Output the entries below exactly, from the first line to the line holding "What a delivered", both included.
------------
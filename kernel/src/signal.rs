//! POSIX-style signals
//!
//! Per-process action table plus per-thread pending/mask bitmaps. Only the
//! kernel-side semantics are modeled: delivery bookkeeping, default
//! dispositions, and the trampoline mapping set up at process creation.

use x86_64::VirtAddr;

/// Number of signal slots in the action table
pub const SIGNAL_MAX: usize = 32;

pub const SIGHUP: u8 = 1;
pub const SIGINT: u8 = 2;
pub const SIGKILL: u8 = 9;
pub const SIGSEGV: u8 = 11;
pub const SIGALRM: u8 = 14;
pub const SIGTERM: u8 = 15;
pub const SIGCHLD: u8 = 17;
pub const SIGCONT: u8 = 18;
pub const SIGURG: u8 = 23;
pub const SIGWINCH: u8 = 28;

/// Bit for `signal` in a pending/mask bitmap
pub fn sig_bit(signal: u8) -> u64 {
    1u64 << signal
}

/// What a delivered signal does when the action table says `Default`
#[derive(Debug, Clone, Copy, PartialEq, Eq)]
pub enum Disposition {
    Terminate,
    Ignore,
}

pub fn default_disposition(signal: u8) -> Disposition {
    match signal {
        SIGCHLD | SIGCONT | SIGURG | SIGWINCH => Disposition::Ignore,
        _ => Disposition::Terminate,
    }
}

/// One entry of the per-process signal table
#[derive(Debug, Clone, Copy, PartialEq, Eq)]
pub enum SignalAction {
    Default,
    Ignore,
    Handler {
        entry: VirtAddr,
        flags: u32,
        mask: u64,
    },
}

impl SignalAction {
    pub const fn default_table() -> [SignalAction; SIGNAL_MAX] {
        [SignalAction::Default; SIGNAL_MAX]
    }
}

/// Code mapped into every user process for returning from a signal
/// handler: `mov rax, SYS_rt_sigreturn; int 0x80`.
pub const SIGNAL_TRAMPOLINE: &[u8] = &[0x48, 0xc7, 0xc0, 0x0f, 0x00, 0x00, 0x00, 0xcd, 0x80];

#[cfg(test)]
mod tests {
    use super::*;

    #[test]
    fn test_default_dispositions() {
        assert_eq!(default_disposition(SIGKILL), Disposition::Terminate);
        assert_eq!(default_disposition(SIGSEGV), Disposition::Terminate);
        assert_eq!(default_disposition(SIGCHLD), Disposition::Ignore);
    }

    #[test]
    fn test_sig_bits_are_distinct() {
        assert_ne!(sig_bit(SIGKILL), sig_bit(SIGTERM));
        assert_eq!(sig_bit(SIGKILL), 1 << 9);
    }
}
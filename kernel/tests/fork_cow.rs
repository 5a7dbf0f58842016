//! Fork and copy-on-write behavior through the syscall surface

mod common;

use common::{boot, make_current, spawn_user};
use kernel::syscall::{SyscallNumber, MAP_ANONYMOUS, MAP_FIXED};
use kernel::x86_64::VirtAddr;
use kernel::ProcessId;

fn sys(kernel: &kernel::Kernel, cpu: usize, number: SyscallNumber, args: [u64; 6]) -> i64 {
    kernel.syscall(cpu, number as u64, args)
}

#[test]
fn test_fork_cow_scenario() {
    let boot = boot(1);
    let kernel = &boot.kernel;

    let parent = spawn_user(kernel, "parent");
    parent.start(kernel.sched());
    make_current(kernel, 0, &parent);

    // Reserve an anonymous page and dirty its first byte
    let base = sys(kernel, 0, SyscallNumber::Mmap, [0, 0x1000, 0, MAP_ANONYMOUS, 0, 0]);
    assert!(base > 0);
    let base = VirtAddr::new(base as u64);
    let parent_space = parent.address_space();
    parent_space.write_user(base, &[7u8]).unwrap();

    let child_pid = sys(kernel, 0, SyscallNumber::Fork, [0; 6]);
    assert!(child_pid > 0);
    let child = parent
        .find_child_by_pid(ProcessId::new(child_pid as u64))
        .unwrap();

    // Child saw fork return 0
    assert_eq!(child.main_thread().registers().lock().rax, 0);

    // Fork sharing: the untouched page has the same physical frame on both
    // sides, and no eager copy happened.
    let child_space = child.address_space();
    assert_eq!(
        parent_space.translate(base).unwrap(),
        child_space.translate(base).unwrap()
    );

    let arena = kernel.memory().arena();
    let frames_before = arena.allocated_frames();

    // Child writes one byte at offset 0 of the shared anonymous page
    child_space.write_user(base, &[1u8]).unwrap();

    // Parent's view at offset 0 is unchanged
    let mut parent_byte = [0u8];
    parent_space.read_user(base, &mut parent_byte).unwrap();
    assert_eq!(parent_byte[0], 7);

    // The child's object for that region is now private
    let child_region = child_space.region_containing(base).unwrap();
    assert_eq!(child_region.object_ref_count(), 1);
    assert!(!child_region.is_copy_on_write());

    // Exactly one new physical frame was allocated by the resolution
    assert_eq!(arena.allocated_frames(), frames_before + 1);

    // And the child's byte is its own
    let mut child_byte = [0u8];
    child_space.read_user(base, &mut child_byte).unwrap();
    assert_eq!(child_byte[0], 1);
}

#[test]
fn test_fork_isolation_both_directions() {
    let boot = boot(1);
    let kernel = &boot.kernel;

    let parent = spawn_user(kernel, "parent");
    parent.start(kernel.sched());
    make_current(kernel, 0, &parent);

    let base = sys(kernel, 0, SyscallNumber::Mmap, [0, 0x2000, 0, MAP_ANONYMOUS, 0, 0]) as u64;
    let base = VirtAddr::new(base);
    parent.address_space().write_user(base, b"AA").unwrap();

    let child_pid = sys(kernel, 0, SyscallNumber::Fork, [0; 6]) as u64;
    let child = parent.find_child_by_pid(ProcessId::new(child_pid)).unwrap();

    parent.address_space().write_user(base, b"PP").unwrap();

    let mut seen = [0u8; 2];
    child.address_space().read_user(base, &mut seen).unwrap();
    assert_eq!(&seen, b"AA", "parent write leaked into child");

    child.address_space().write_user(base, b"CC").unwrap();
    parent.address_space().read_user(base, &mut seen).unwrap();
    assert_eq!(&seen, b"PP", "child write leaked into parent");
}

#[test]
fn test_cow_sibling_unmap_keeps_frames() {
    let boot = boot(1);
    let kernel = &boot.kernel;

    let parent = spawn_user(kernel, "parent");
    parent.start(kernel.sched());
    make_current(kernel, 0, &parent);

    let base = sys(kernel, 0, SyscallNumber::Mmap, [0, 0x1000, 0, MAP_ANONYMOUS, 0, 0]) as u64;
    let addr = VirtAddr::new(base);
    parent.address_space().write_user(addr, b"live").unwrap();

    let child_pid = sys(kernel, 0, SyscallNumber::Fork, [0; 6]) as u64;
    let child = parent.find_child_by_pid(ProcessId::new(child_pid)).unwrap();

    let arena = kernel.memory().arena();
    let frames_before = arena.allocated_frames();

    // Parent unmaps its side; the child's reference keeps the frame alive
    assert_eq!(sys(kernel, 0, SyscallNumber::Munmap, [base, 0x1000, 0, 0, 0, 0]), 0);
    assert_eq!(arena.allocated_frames(), frames_before);

    let mut bytes = [0u8; 4];
    child.address_space().read_user(addr, &mut bytes).unwrap();
    assert_eq!(&bytes, b"live");

    // The last unmap frees it
    child.address_space().unmap(addr, 0x1000).unwrap();
    assert!(arena.allocated_frames() < frames_before);
}

#[test]
fn test_mmap_fixed_conflict_is_typed() {
    let boot = boot(1);
    let kernel = &boot.kernel;

    let process = spawn_user(kernel, "proc");
    process.start(kernel.sched());
    make_current(kernel, 0, &process);

    let base = 0x5000_0000u64;
    assert_eq!(
        sys(kernel, 0, SyscallNumber::Mmap, [base, 0x1000, 0, MAP_ANONYMOUS | MAP_FIXED, 0, 0]),
        base as i64
    );
    // Fixed request over an existing region fails instead of relocating
    assert_eq!(
        sys(kernel, 0, SyscallNumber::Mmap, [base, 0x1000, 0, MAP_ANONYMOUS | MAP_FIXED, 0, 0]),
        -17 // EEXIST
    );
    // Without MAP_FIXED the same hint falls back to another range
    let relocated = sys(kernel, 0, SyscallNumber::Mmap, [base, 0x1000, 0, MAP_ANONYMOUS, 0, 0]);
    assert!(relocated > 0 && relocated as u64 != base);
}

#[test]
fn test_munmap_misaligned_is_fault() {
    let boot = boot(1);
    let kernel = &boot.kernel;
    let process = spawn_user(kernel, "proc");
    process.start(kernel.sched());
    make_current(kernel, 0, &process);

    assert_eq!(
        sys(kernel, 0, SyscallNumber::Munmap, [0x1234, 0x1000, 0, 0, 0, 0]),
        -14 // EFAULT
    );
}

#[test]
fn test_fork_chain_shares_then_isolates() {
    let boot = boot(1);
    let kernel = &boot.kernel;

    let a = spawn_user(kernel, "a");
    a.start(kernel.sched());
    make_current(kernel, 0, &a);

    let base = sys(kernel, 0, SyscallNumber::Mmap, [0, 0x1000, 0, MAP_ANONYMOUS, 0, 0]) as u64;
    let addr = VirtAddr::new(base);
    a.address_space().write_user(addr, &[0xAB]).unwrap();

    let b_pid = sys(kernel, 0, SyscallNumber::Fork, [0; 6]) as u64;
    let b = a.find_child_by_pid(ProcessId::new(b_pid)).unwrap();

    // Three-way sharing after a second fork from the child
    let c = b.fork(kernel.memory(), kernel.processes()).unwrap();
    let region = b.address_space().region_containing(addr).unwrap();
    assert_eq!(region.object_ref_count(), 3);

    // B resolves its COW; A and C still share
    b.address_space().write_user(addr, &[0xCD]).unwrap();
    assert_eq!(
        b.address_space()
            .region_containing(addr)
            .unwrap()
            .object_ref_count(),
        1
    );
    assert_eq!(
        a.address_space().translate(addr),
        c.address_space().translate(addr)
    );
}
------------
## Result of the task
filename kernel/src/signal.rs
//! POSIX-style signals
//!
//! Per-process action table plus per-thread pending/mask bitmaps. Only the
//! kernel-side semantics are modeled: delivery bookkeeping, default
//! dispositions, and the trampoline mapping set up at process creation.

use x86_64::VirtAddr;

/// Number of signal slots in the action table
pub const SIGNAL_MAX: usize = 32;

pub const SIGHUP: u8 = 1;
pub const SIGINT: u8 = 2;
pub const SIGKILL: u8 = 9;
pub const SIGSEGV: u8 = 11;
pub const SIGALRM: u8 = 14;
pub const SIGTERM: u8 = 15;
pub const SIGCHLD: u8 = 17;
pub const SIGCONT: u8 = 18;
pub const SIGURG: u8 = 23;
pub const SIGWINCH: u8 = 28;

/// Bit for `signal` in a pending/mask bitmap
pub fn sig_bit(signal: u8) -> u64 {
    1u64 << signal
}

/// What a delivered signal does when the action table says `Default`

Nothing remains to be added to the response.